问题1:
执行kubectl get nodes等命令时,所有的命令都会打印出错误:Unable to connect to the server: x509: certificate signed by unknown authority (possibly because of “crypto/rsa: verification error” while trying to verify candidate authority certificate “kubernetes”)
解决方法:
由于之前创建过集群,在执行kubeadm之后不会删除$HOME/.kube
所以执行rm -rf $HOME/.kube 删除初始化时创建的目录即可恢复
问题2:
初始化 k8s 报错 failed to pull image coredns:v1.8.0
这个报错是因为我搭建的 Kubernetes version: v1.21.0 依赖 coredns:v1.8.0 镜像,而 阿里云的镜像仓库没有 coredns:v1.8.0
解决方法:
建议先执行查看自己的集群需要的镜像名称,之后重名时请重名为自己需要的名
kubeadm config images list
docker pull coredns/coredns:1.8.0
docker tag coredns/coredns:1.8.0 registry.aliyuncs.com/google_containers/coredns/coredns:v1.8.0
docker rmi -f coredns/coredns:1.8.0
docker ps
最后重新初始化即可
问题3:
安装calico网络插件的时候,有一个pod处于runing状态但是一直是0/1,也就初始化失败
calico/node is not ready: BIRD is not ready: BGP not established with 172.17.6.120,172.17.6.121,172.17.6.122
Warning Unhealthy 20s kubelet Readiness probe failed
kubectl get pod -n kube-system -owide
查看pod在那个节点,在此节点删除多余的网卡
ip link
ifconfig 网卡名称 down
ip link delete 网卡名称
最后删除pod,就恢复正常
问题4:
节点加入集群失败
[kubelet-check] Initial timeout of 40s passed.
[kubelet-check] It seems like the kubelet isn't running or healthy.

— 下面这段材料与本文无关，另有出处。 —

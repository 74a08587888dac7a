//! Error types for the ingestion engine
//!
//! Malformed content inside a decoded document never produces an error: it is
//! coerced to defaults or silently dropped. The variants below cover the two
//! conditions that do surface to the caller.

use std::fmt;

/// Errors that can occur while ingesting a document
#[derive(Debug, Clone, PartialEq)]
pub enum IngestError {
    /// Invalid configuration or call parameters
    InvalidInput(String),

    /// The raw bytes are not a decodable JSON tree
    DecodingError(String),
}

impl fmt::Display for IngestError {
    fn fmt(&self, f: &mut fmt::Formatter<'_>) -> fmt::Result {
        match self {
            IngestError::InvalidInput(msg) => write!(f, "Invalid input: {}", msg),
            IngestError::DecodingError(msg) => write!(f, "Decoding error: {}", msg),
        }
    }
}

impl std::error::Error for IngestError {}

impl From<serde_json::Error> for IngestError {
    fn from(err: serde_json::Error) -> Self {
        IngestError::DecodingError(format!(
            "{} (line {}, column {})",
            err,
            err.line(),
            err.column()
        ))
    }
}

[kubelet-check] The HTTP call equal to 'curl -sSL http://localhost:10248/healthz' failed with error: Get "http://localhost:10248/healthz": dial tcp [::1]:10248: connect: connection refused.

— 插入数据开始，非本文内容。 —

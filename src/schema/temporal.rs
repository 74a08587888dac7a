//! Beat-grid alignment and repetition tables

use serde_json::Value;

use super::clarity::FEATURE_TIME_KEYS;
use super::probe::{array_field, feature_table, metadata_object};
use super::{SchemaClassifier, SchemaKind};
use crate::assembly::canonical::object_items;
use crate::coercion::numeric::{
    clamp01, coerce_bool, coerce_count, coerce_number, finite_number, first_number,
};
use crate::config::IngestConfig;
use crate::records::metadata::Metadata;
use crate::records::temporal::{TemporalEvent, TemporalRecordSet};

/// Event keys that identify a temporal table
pub const TEMPORAL_KEYS: [&str; 2] = ["grid_align_score", "temporal_score"];

/// Classifier for temporal tables
#[derive(Debug, Clone, Copy, Default)]
pub struct TemporalClassifier;

impl SchemaClassifier for TemporalClassifier {
    type Output = TemporalRecordSet;
    const KIND: SchemaKind = SchemaKind::Temporal;

    fn test(&self, doc: &Value, config: &IngestConfig) -> bool {
        feature_table(doc, &TEMPORAL_KEYS, config)
    }

    fn extract(&self, doc: &Value, config: &IngestConfig) -> TemporalRecordSet {
        let items = array_field(doc, "events").unwrap_or(&[]);
        let events: Vec<TemporalEvent> = object_items(items, "temporal events")
            .into_iter()
            .map(|obj| TemporalEvent {
                index: coerce_count(obj.get("index"), 0),
                time: first_number(obj, &FEATURE_TIME_KEYS).unwrap_or(0.0),
                frame: coerce_count(obj.get("frame"), 0) as u64,
                strength: clamp01(obj.get("strength"), config.feature_strength_default),
                grid_align_score: coerce_number(obj.get("grid_align_score"), 0.0),
                repetition_score: coerce_number(obj.get("repetition_score"), 0.0),
                temporal_score: coerce_number(obj.get("temporal_score"), 0.0),
                ioi_prev: finite_number(obj.get("ioi_prev")),
                ioi_next: finite_number(obj.get("ioi_next")),
            })
            .collect();

        let fields = metadata_object(doc);
        let meta = Metadata::from_fields(fields, events.len());
        let bpm_dynamic_used = coerce_bool(fields.and_then(|m| m.get("bpm_dynamic_used")), false);
        log::debug!(
            "Temporal: {} events from '{}' (dynamic bpm: {})",
            events.len(),
            meta.source,
            bpm_dynamic_used
        );

        TemporalRecordSet {
            events,
            meta,
            bpm_dynamic_used,
        }
    }
}

#[cfg(test)]
mod tests {
    use super::*;
    use serde_json::json;

    #[test]
    fn test_extract_with_optional_intervals() {
        let config = IngestConfig::default();
        let doc = json!({
            "metadata": {"source": "loop.wav", "duration_sec": 8.0, "bpm_dynamic_used": true},
            "events": [
                {"index": 0, "time": 0.5, "frame": 43, "strength": 0.6,
                 "grid_align_score": 0.9, "repetition_score": 0.4, "temporal_score": 0.7,
                 "ioi_next": 0.5},
                {"index": 1, "time": 1.0, "frame": 86, "strength": 0.3,
                 "grid_align_score": 0.8, "temporal_score": 0.6,
                 "ioi_prev": 0.5, "ioi_next": null}
            ]
        });
        assert!(TemporalClassifier.test(&doc, &config));
        let set = TemporalClassifier.extract(&doc, &config);
        assert_eq!(set.events.len(), 2);
        assert!(set.bpm_dynamic_used);
        assert_eq!(set.meta.duration_sec, 8.0);

        let first = &set.events[0];
        assert_eq!(first.frame, 43);
        assert_eq!(first.ioi_prev, None);
        assert_eq!(first.ioi_next, Some(0.5));

        let second = &set.events[1];
        assert_eq!(second.index, 1);
        assert_eq!(second.repetition_score, 0.0);
        assert_eq!(second.ioi_prev, Some(0.5));
        assert_eq!(second.ioi_next, None);
    }

    #[test]
    fn test_missing_flag_defaults_false() {
        let config = IngestConfig::default();
        let set = TemporalClassifier.extract(&json!({"meta": {}, "events": []}), &config);
        assert!(!set.bpm_dynamic_used);
        assert_eq!(set.meta.total_events, 0);
    }

    #[test]
    fn test_optional_intervals_not_serialized_when_absent() {
        let config = IngestConfig::default();
        let doc = json!({"meta": {}, "events": [{"time": 0.1, "temporal_score": 0.2}]});
        let set = TemporalClassifier.extract(&doc, &config);
        let v = serde_json::to_value(&set.events[0]).unwrap();
        assert!(v.get("ioi_prev").is_none());
    }
}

这是由于kubelet 和docker的驱动不一致导致的
在 /etc/docker/daemon.json 中添加
{
"exec-opts": ["native.cgroupdriver=systemd"]
}
问题5 :
出现这种错误Readiness probe failed: calico/node is not ready: BIRD is not ready: BGP not established with 192.168.177.3,192.168.177.52022-06-28 01:49:47.889 [INFO][161] health.go 156: Number of node(s) with BGP peering established = 0
出现原因:
调整calicao
网络插件的网卡发现机制,修改IP_AUTODETECTION_METHOD对应的value值。官方提供的yaml文件中,ip识别策略(IPDETECTMETHOD)没有配置,即默认为first-found,这会导致一个网络异常的ip作为nodeIP被注册,从而影响node-to-node
mesh。我们可以修改成can-reach或者interface的策略,尝试连接某一个Ready的node的IP,以此选择出正确的IP。
解决方法:
3654 - name: IP_AUTODETECTION_METHOD
3655 value: "interface=ens*"
重新执行文件即可